İsrail, ‘Tutarlılık ve Çelişkiler’ Ülkesidir

İsrail’deki bu demokratik toplum duyarlılığı ve refleksini, iki yıl sonra aynı konular etrafında değerlendirirken şu noktayı ifade etmeliyim ki İsrail, Ortadoğu’daki her ülke gibi, kendi içerisinde ‘hem bir tutarlılık hem de çelişki gösteren’ ülkelerden biridir. İsrail’in tutarlılığı, kurulduğu 1948’den bu yana bağlı bulunduğu coğrafyada ‘sürekli mevcudiyeti’ni devam ettirme uğruna, bölgesel ve uluslararası müttefikler kurma ve hâli hazırdaki hegemonik güçlerle ilişkilerini geliştirme kabiliyeti ve küresel sisteme kendini entegre ettirme çabasıdır. İç dinamiklerinde ise İsrail; artan genç nüfusu, bilim, yazılım, eğitim-akademi, tıp ve ARGE gibi birçok alanda geliştirdiği projeleriyle dünya ile ölçüşürken; tüm bu nitelikler aslında, demokratik toplum yapısını da güçlü tutmaya yarayan başat faktörler arasında yer almaktadır. Kezâ, geçmişten bugüne İsrail’de, siyaset kurumları ve siyasetçilere karşı eleştirel bir toplumun/kitlenin varlığı da bundandır. İsrailliler, bu dinamik toplum ve devlet yapısının gelişiminin, güçlü bir basın-medyanın yanı sıra, tarafsız ve bağımsız bir hukuk sisteminden geçtiğini bildikleri için aylarca süren yargıyı koruma protestolarında Netanyahu ve kabinesinin istifasını ya da iktidarın tasarladığı yargı reformunu Knesset’ten çekmelerini istediler. Peki, sonuç? İsrailliler, Yüksek Mahkemelerine sahip çıktıkları gibi hükûmetin yargıyı törpüleme gayretlerine set çektiler. Üstelik bunu, ABD, İngiltere ve Fransa gibi Batılı demokrasilerin de yakından gözlemleyip destekledikleri bir süreç hâline getirdiler.

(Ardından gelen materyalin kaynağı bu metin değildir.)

use std::{io, path::StripPrefixError};

use regex::Error as RegexError;
use serde::{Deserialize, Serialize};
use serde_json::Error as JsonError;
use thiserror::Error;
use tokio::sync::{mpsc::error::SendError as TokioSendError, oneshot::error::RecvError};

use crate::event::{GraphEvent, NoteEvent};

/// Fatal errors. Per-file findings never surface here; they travel as
/// [`NoteDiagnostic`](crate::codec::NoteDiagnostic)s alongside the record they concern.
#[derive(Debug, Clone, PartialEq, Serialize, Deserialize, Error)]
pub enum ZettelError {
    #[error("Aggregator channel error: {0}")]
    Channel(String),
    #[error("Invalid configuration: {0}")]
    Config(String),
    #[error("Custom error: {0}")]
    Custom(String),
    #[error("Invalid note path: {0}")]
    InvalidPath(String),
    #[error("File System error: {0}")]
    Io(String),
    #[error("Item Not Found: {0}")]
    NotFound(String),
    #[error("You do not have permission to access this resource")]
    PermissionDenied,
    #[error("(De)Serialization error: {0}")]
    Serialization(String),
    #[error("Not a source note (unhandled file type): {0}")]
    UnhandledFiletype(String),
}

impl From<StripPrefixError> for ZettelError {
    fn from(src: StripPrefixError) -> ZettelError {
        ZettelError::InvalidPath(format!("Strip prefix failed for path. Error: {src}"))
    }
}

impl From<toml::de::Error> for ZettelError {
    fn from(src: toml::de::Error) -> ZettelError {
        ZettelError::Serialization(format!("Toml deserialization error: {src}"))
    }
}

impl From<toml::ser::Error> for ZettelError {
    fn from(src: toml::ser::Error) -> ZettelError {
        ZettelError::Serialization(format!("Toml serialization error: {src}"))
    }
}

impl From<JsonError> for ZettelError {
    fn from(src: JsonError) -> ZettelError {
        ZettelError::Serialization(format!("JSON (de)serialization error: {src}"))
    }
}

impl From<io::Error> for ZettelError {
    fn from(x: io::Error) -> Self {
        match x.kind() {
            io::ErrorKind::NotFound => ZettelError::NotFound(format!("{x}")),
            io::ErrorKind::PermissionDenied => ZettelError::PermissionDenied,
            _ => ZettelError::Io(format!("IOError: {}", x.kind())),
        }
    }
}

impl From<RegexError> for ZettelError {
    fn from(x: RegexError) -> Self {
        ZettelError::Serialization(format!("Regex parse failed: {x}"))
    }
}

impl From<TokioSendError<GraphEvent>> for ZettelError {
    fn from(x: TokioSendError<GraphEvent>) -> Self {
        ZettelError::Channel(format!(
            "Aggregator is gone, could not transmit graph event {}",
            x.0
        ))
    }
}

impl From<TokioSendError<NoteEvent>> for ZettelError {
    fn from(x: TokioSendError<NoteEvent>) -> Self {
        ZettelError::Channel(format!(
            "Event subscriber is gone, could not transmit note event {:?}",
            x.0
        ))
    }
}

impl From<RecvError> for ZettelError {
    fn from(x: RecvError) -> Self {
        ZettelError::Channel(format!("Aggregator dropped a flush request: {x}"))
    }
}
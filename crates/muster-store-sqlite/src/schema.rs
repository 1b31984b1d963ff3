//! SQL schema for the muster SQLite store.
//!
//! Executed once at connection startup. Future migrations will be gated on
//! `PRAGMA user_version`.

/// Full schema DDL; idempotent thanks to `CREATE TABLE IF NOT EXISTS`.
pub const SCHEMA: &str = "
PRAGMA journal_mode = WAL;
PRAGMA foreign_keys = ON;

CREATE TABLE IF NOT EXISTS identities (
    identity_id    TEXT PRIMARY KEY,
    display_name   TEXT NOT NULL,
    role           TEXT NOT NULL,   -- 'student' | 'faculty'
    enrollment_ref TEXT,            -- resolver-owned biometric reference
    created_at     TEXT NOT NULL    -- ISO 8601 UTC; server-assigned
);

-- One row per identity per attendance day.
-- punch_in_at is written once, at INSERT. punch_out_at is written at most
-- once, by the guarded UPDATE in punch_out_if_open. No DELETE is ever
-- issued against this table.
CREATE TABLE IF NOT EXISTS punches (
    identity_id  TEXT NOT NULL REFERENCES identities(identity_id),
    day          TEXT NOT NULL,    -- YYYY-MM-DD in the site's zone
    punch_in_at  TEXT NOT NULL,    -- ISO 8601 UTC
    punch_out_at TEXT,             -- ISO 8601 UTC; NULL while open
    display_name TEXT NOT NULL,    -- identity snapshot at punch-in
    display_role TEXT NOT NULL,
    PRIMARY KEY (identity_id, day)
);

CREATE INDEX IF NOT EXISTS punches_day_idx ON punches(day);

PRAGMA user_version = 1;
";
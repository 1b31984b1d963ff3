//! Error types for `muster-core`.

use thiserror::Error;
use uuid::Uuid;

use crate::clock::DayKey;

/// Errors produced by the punch engine. `TooSoon` and `AlreadyPunchedOut`
/// are *outcomes* of a punch, not errors, and live in
/// [`crate::punch::PunchOutcome`] instead.
#[derive(Debug, Error)]
pub enum Error {
  /// The scanned identity is not registered. Nothing was written.
  #[error("identity not found: {0}")]
  IdentityNotFound(Uuid),

  /// A stored record violates the punch invariants. The engine never
  /// repairs such a row; an operator has to look at it.
  #[error("corrupt punch record for identity {identity_id} on {day}: {detail}")]
  CorruptRecord {
    identity_id: Uuid,
    day:         DayKey,
    detail:      String,
  },

  /// Transient store failure. Retrying the whole punch operation is safe:
  /// every write is conditional on stored state, so a retry can never
  /// double-apply.
  #[error("attendance store unavailable: {0}")]
  StoreUnavailable(#[source] Box<dyn std::error::Error + Send + Sync>),

  /// Permanent store failure.
  #[error("attendance store error: {0}")]
  Store(#[source] Box<dyn std::error::Error + Send + Sync>),
}

pub type Result<T, E = Error> = std::result::Result<T, E>;
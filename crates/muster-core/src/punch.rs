//! Punch records and the outcomes of a punch attempt.

use chrono::{DateTime, Utc};
use serde::{Deserialize, Serialize};
use uuid::Uuid;

use crate::{clock::DayKey, identity::Role};

/// The per-identity, per-day attendance record.
///
/// `punch_in_at` is written exactly once, when the row is created.
/// `punch_out_at` is written at most once, by the store's guarded update.
/// Nothing else ever mutates a row.
#[derive(Debug, Clone, PartialEq, Serialize, Deserialize)]
pub struct PunchRecord {
  pub identity_id:  Uuid,
  pub day:          DayKey,
  pub punch_in_at:  DateTime<Utc>,
  pub punch_out_at: Option<DateTime<Utc>>,
  /// Snapshot of the identity at punch-in time, not a live join.
  pub display_name: String,
  pub display_role: Role,
}

impl PunchRecord {
  /// Whether the record has reached its terminal (punched-out) state.
  pub fn is_complete(&self) -> bool { self.punch_out_at.is_some() }
}

/// What a punch attempt did. `TooSoon` and `AlreadyPunchedOut` are
/// outcomes, not errors: the scan was understood, the state machine just
/// had nothing to change.
#[derive(Debug, Clone, PartialEq, Serialize, Deserialize)]
#[serde(tag = "outcome", rename_all = "snake_case")]
pub enum PunchOutcome {
  /// First scan of the day. A record was created.
  PunchedIn { record: PunchRecord },
  /// The record's punch-out is set, by this call or by a concurrent one
  /// that won the race. `record` reflects the single persisted timestamp
  /// either way.
  PunchedOut { record: PunchRecord },
  /// Scanned again within the cooldown window. Nothing was written.
  TooSoon {
    record:          PunchRecord,
    /// Whole seconds between punch-in and this attempt.
    elapsed_seconds: i64,
  },
  /// The record was already terminal. Nothing was written.
  AlreadyPunchedOut { record: PunchRecord },
}

impl PunchOutcome {
  /// The record as persisted after this attempt.
  pub fn record(&self) -> &PunchRecord {
    match self {
      Self::PunchedIn { record }
      | Self::PunchedOut { record }
      | Self::TooSoon { record, .. }
      | Self::AlreadyPunchedOut { record } => record,
    }
  }
}
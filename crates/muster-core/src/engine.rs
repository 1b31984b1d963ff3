//! The punch state machine.
//!
//! [`PunchEngine::record_punch`] is the only write path into attendance
//! records. It holds no locks; every write it issues is conditional on
//! stored state, and the store's two conditional primitives are the only
//! synchronisation mechanism. Any number of concurrent punches for the same
//! identity converge on the same stored record.

use std::sync::Arc;

use chrono::TimeDelta;
use uuid::Uuid;

use crate::{
  clock::{Calendar, Clock, SystemClock},
  error::{Error, Result},
  punch::{PunchOutcome, PunchRecord},
  store::{AttendanceStore, StoreError},
};

/// How many times `record_punch` restarts after a transient store failure
/// before giving up.
const TRANSIENT_RETRY_LIMIT: u32 = 2;

/// The attendance punch engine.
///
/// Constructed once at startup and shared behind an `Arc` by every request
/// handler.
pub struct PunchEngine<S, C = SystemClock> {
  store:    Arc<S>,
  calendar: Calendar<C>,
  cooldown: TimeDelta,
}

impl<S, C> PunchEngine<S, C>
where
  S: AttendanceStore,
  C: Clock,
{
  pub fn new(store: Arc<S>, calendar: Calendar<C>, cooldown: TimeDelta) -> Self {
    Self {
      store,
      calendar,
      cooldown,
    }
  }

  pub fn store(&self) -> &S { &self.store }

  pub fn calendar(&self) -> &Calendar<C> { &self.calendar }

  /// Minimum time between punch-in and an accepted punch-out. The boundary
  /// is inclusive: a scan exactly `cooldown` after punch-in punches out.
  pub fn cooldown(&self) -> TimeDelta { self.cooldown }

  /// Record a punch for `identity_id` at the current instant.
  ///
  /// The first successful call on a day punches in. The first call at least
  /// the cooldown after that punches out. Calls in between are
  /// [`PunchOutcome::TooSoon`]; calls after are
  /// [`PunchOutcome::AlreadyPunchedOut`]. At most one store write happens
  /// per call.
  ///
  /// A transient store failure restarts the whole operation, up to
  /// [`TRANSIENT_RETRY_LIMIT`] extra attempts. Each attempt re-reads the
  /// clock and re-evaluates against stored state, so a restart can never
  /// double-apply a write.
  pub async fn record_punch(&self, identity_id: Uuid) -> Result<PunchOutcome> {
    let mut attempts = 0;
    loop {
      match self.punch_once(identity_id).await {
        Err(Error::StoreUnavailable(source))
          if attempts < TRANSIENT_RETRY_LIMIT =>
        {
          attempts += 1;
          tracing::warn!(
            %identity_id,
            attempts,
            error = %source,
            "transient store failure, retrying punch"
          );
        }
        other => return other,
      }
    }
  }

  async fn punch_once(&self, identity_id: Uuid) -> Result<PunchOutcome> {
    let identity = self
      .store
      .get_identity(identity_id)
      .await
      .map_err(classify)?
      .ok_or(Error::IdentityNotFound(identity_id))?;

    // One observation per attempt. The day key, the cooldown check, and
    // any timestamp written below all come from this instant.
    let obs = self.calendar.observe();

    let candidate = PunchRecord {
      identity_id,
      day: obs.day,
      punch_in_at: obs.now,
      punch_out_at: None,
      display_name: identity.display_name,
      display_role: identity.role,
    };

    let (stored, inserted) = self
      .store
      .insert_if_absent(candidate)
      .await
      .map_err(classify)?;

    if inserted {
      tracing::info!(%identity_id, day = %stored.day, "punched in");
      return Ok(PunchOutcome::PunchedIn { record: stored });
    }

    // A record already existed; `stored` is the row as persisted.
    let current = stored;

    if let Some(out_at) = current.punch_out_at {
      if out_at <= current.punch_in_at {
        return Err(Error::CorruptRecord {
          identity_id,
          day:    current.day,
          detail: format!(
            "punch_out_at {out_at} is not after punch_in_at {}",
            current.punch_in_at
          ),
        });
      }
      tracing::info!(%identity_id, day = %current.day, "already punched out");
      return Ok(PunchOutcome::AlreadyPunchedOut { record: current });
    }

    let elapsed = obs.now - current.punch_in_at;
    if elapsed < self.cooldown {
      let elapsed_seconds = elapsed.num_seconds();
      tracing::info!(%identity_id, elapsed_seconds, "scan within cooldown");
      return Ok(PunchOutcome::TooSoon {
        elapsed_seconds,
        record: current,
      });
    }

    // Cooldown satisfied. Attempt the close; the `punch_out_at` still
    // unset guard means exactly one concurrent caller wins.
    let (updated, won) = self
      .store
      .punch_out_if_open(identity_id, current.day, obs.now)
      .await
      .map_err(classify)?;

    if updated.punch_out_at.is_none() {
      // The guarded update reported a result, yet the row is still open.
      // `punch_out_at` is never unset once written, so the row is damaged.
      return Err(Error::CorruptRecord {
        identity_id,
        day:    updated.day,
        detail: "punch-out applied but the record is still open".into(),
      });
    }

    if won {
      tracing::info!(%identity_id, day = %updated.day, "punched out");
    } else {
      tracing::warn!(
        %identity_id,
        day = %updated.day,
        "lost punch-out race, reporting the winner's record"
      );
    }

    Ok(PunchOutcome::PunchedOut { record: updated })
  }
}

/// Map a backend error into the engine's taxonomy.
fn classify<E: StoreError>(e: E) -> Error {
  if e.is_transient() {
    Error::StoreUnavailable(Box::new(e))
  } else {
    Error::Store(Box::new(e))
  }
}
//! HTTP layer of the muster attendance kiosk.
//!
//! Exposes an axum [`Router`] with the camera-facing `POST /scan` endpoint
//! and the operator API from `muster-api` mounted under `/api`. The binary
//! in `main.rs` wires this router to a TCP listener; tests drive it with
//! `tower::ServiceExt::oneshot`.

pub mod error;
pub mod resolver;
pub mod scan;

pub use error::Error;

use std::{path::PathBuf, sync::Arc};

use axum::{Router, routing::post};
use chrono::{FixedOffset, TimeDelta};
use muster_api::ApiState;
use muster_core::{
  clock::Clock, engine::PunchEngine, resolver::IdentityResolver,
  store::AttendanceStore,
};
use serde::Deserialize;
use tower_http::trace::TraceLayer;

// ─── Configuration ────────────────────────────────────────────────────────────

/// Runtime server configuration, deserialised from `config.toml`.
#[derive(Deserialize, Clone)]
pub struct ServerConfig {
  pub host:             String,
  pub port:             u16,
  pub store_path:       PathBuf,
  /// Fixed UTC offset the site reckons attendance days in, e.g. `"+05:30"`.
  #[serde(default = "default_utc_offset")]
  pub utc_offset:       String,
  /// Seconds a record must stay open before a second scan punches out.
  #[serde(default = "default_cooldown_seconds")]
  pub cooldown_seconds: u32,
  pub resolver:         ResolverConfig,
}

/// Settings for the external face identification service.
#[derive(Deserialize, Clone)]
pub struct ResolverConfig {
  pub base_url:       String,
  pub api_key:        Option<String>,
  /// Minimum confidence (0-100 scale) to accept a match.
  #[serde(default = "default_min_confidence")]
  pub min_confidence: f32,
}

fn default_utc_offset() -> String { "+00:00".to_string() }

fn default_cooldown_seconds() -> u32 { 60 }

fn default_min_confidence() -> f32 { 85.0 }

impl ServerConfig {
  /// Parse the configured UTC offset.
  pub fn zone(&self) -> Result<FixedOffset, chrono::ParseError> {
    self.utc_offset.parse()
  }

  pub fn cooldown(&self) -> TimeDelta {
    TimeDelta::seconds(i64::from(self.cooldown_seconds))
  }
}

// ─── Application state ────────────────────────────────────────────────────────

/// Shared state threaded through all kiosk handlers.
pub struct AppState<S, C, R> {
  pub engine:   Arc<PunchEngine<S, C>>,
  pub store:    Arc<S>,
  pub resolver: Arc<R>,
}

impl<S, C, R> Clone for AppState<S, C, R> {
  fn clone(&self) -> Self {
    Self {
      engine:   Arc::clone(&self.engine),
      store:    Arc::clone(&self.store),
      resolver: Arc::clone(&self.resolver),
    }
  }
}

// ─── Router ───────────────────────────────────────────────────────────────────

/// Build the kiosk [`Router`]: `POST /scan` plus the operator API under
/// `/api`.
pub fn router<S, C, R>(state: AppState<S, C, R>) -> Router
where
  S: AttendanceStore + 'static,
  C: Clock + 'static,
  R: IdentityResolver + 'static,
{
  let api = muster_api::api_router(ApiState {
    engine: Arc::clone(&state.engine),
    store:  Arc::clone(&state.store),
  });

  Router::new()
    .route("/scan", post(scan::scan::<S, C, R>))
    .with_state(state)
    .nest("/api", api)
    .layer(TraceLayer::new_for_http())
}

// ─── Integration tests ────────────────────────────────────────────────────────
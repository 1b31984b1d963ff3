//! Core types and trait definitions for the muster attendance system.
//!
//! Everything here is storage- and transport-agnostic: the punch state
//! machine, the clock/calendar seam, and the traits the storage backend and
//! the face resolver plug into. The other crates in the workspace all build
//! on this one.

// We intentionally use native `async fn` in traits (stabilised in Rust
// 1.75). Suppress the advisory lint about `Send` bounds on the returned
// futures.
#![allow(async_fn_in_trait)]

pub mod clock;
pub mod engine;
pub mod error;
pub mod identity;
pub mod punch;
pub mod report;
pub mod resolver;
pub mod store;

pub use error::{Error, Result};

#[cfg(test)]
mod tests;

İsrail Yargısına ‘Jüristokrasi’ Yaftalamaları

İsrail bir hukuk devletidir, bu çok doğru… (Bunun nedenlerini Şalom’daki yazılarımda bulabilirsiniz) Ancak, öyle bir hukuk devleti ki kendi içerisinde dahi söz konusu hukuk devleti niteliğini ileri taşıdığı ve bir jüristokrasi yarattığı konusunda yoğun eleştiriler almaktadır. Tabii bu eleştiriler, özellikle sağ cenahtaki siyasetçilerin, yargının geniş yetkileri işine gelmediği için mevcut hukuk sisteminin, yürütmenin eylem ve işleri üzerinde baskı uyguladığı suçlamalarıyla Yüksek Mahkeme’yi hedef göstermesinden de kaynaklanmaktadır. Osmanlı’nın 400 yıl hükmettiği topraklardaki hukuk külliyatı ve 30 yıllık Britanya mandasının uygulayışları ile günümüz İsrail hukuk yapısının onlarca yıllık Temel Kanunların (Basic Laws) içtihat hâline getirilmiş hukuk birikimi olmasaydı bugün, İsrail’in işgal ettiği Filistin topraklarındaki eylemlerinin sorgulanması, yolsuzluk, rüşvet ve yüz kızartıcı işlere karışmış siyasetçiler, askerler ya da komutanların yargılanmasının önünün açılması ve nihayetinde kamuoyu ve medya baskısının bu derece güçlü olması mümkün olabilir miydi? İsrail’in mevcut sağcı koalisyonunu rahatsız eden de hukukun bu derece İsrail devlet yapılanmasında güçlü olmasıdır. Netanyahu’nun iki yıl önce başlattığı hukuk kuşatmasının asıl nedenini bunda aramak gerekiyor.

Demokrasi ve Hukuk Sisteminin Kendini Olgunlaştırma Yeteneği

Bir taraftan, Suriye sahasında yaşanan yeni gelişmeler neticesinde İran’ın vekâlet savaşlarının gücünün kırılması, diğer taraftan Hamas’ın Gazze’de eski gücünü yitirmesi ve Trump dönemiyle Amerikan dış politikasında İsrail yanlısı siyasetinin daha da artması, Netanyahu iktidarına her ne kadar içeride hareket yetisi kazandırsa da aşırı sağcı figürlerin iğreti durduğu koalisyona karşı özellikle rehinelerin salıverilmesi sürecinde de görüldüğü gibi biriken iç kamuoyunun öfke ve tahammülsüzlüğü, tartışmalı kabine için İsrail’e karşı girişilen dış sınamalardan daha zorlayıcı görünmektedir. Bugün İsrail’de; hukuku kuşatma ve Yüksek Mahkeme’yi ele geçirme tartışmaları dondurulmuş gibi gözükse de İsrail demokrasisi, savaş hali coğrafyasında kendini olgunlaştırmayı nasıl becerebildiyse İsrail’in hukuk sistemi ile yargı yapısı o derece bunun üstesinden gelmiştir; ancak bu durumun, Ortadoğu gibi her an sürprizlerle dolu olan bir coğrafyada daha da ilerletilebilmesi için sağcı hükümetlerin hukuka keyfi müdahaleleri ve yargıyı, yürütmenin gölgesinde bırakma girişimlerine bir son vermeleri gerekiyor. 1977 seçimlerinden bu yana İsrail’de iktidara gelen siyasi partilerin çoğunluğunun sağ kanattan olduğu ve İsrail siyasi ve hukuk tarihinin hiçbir döneminde siyaset-hukuk arasındaki dengeyle bu derece oynanmadığını da hatırlatmak gerekiyor.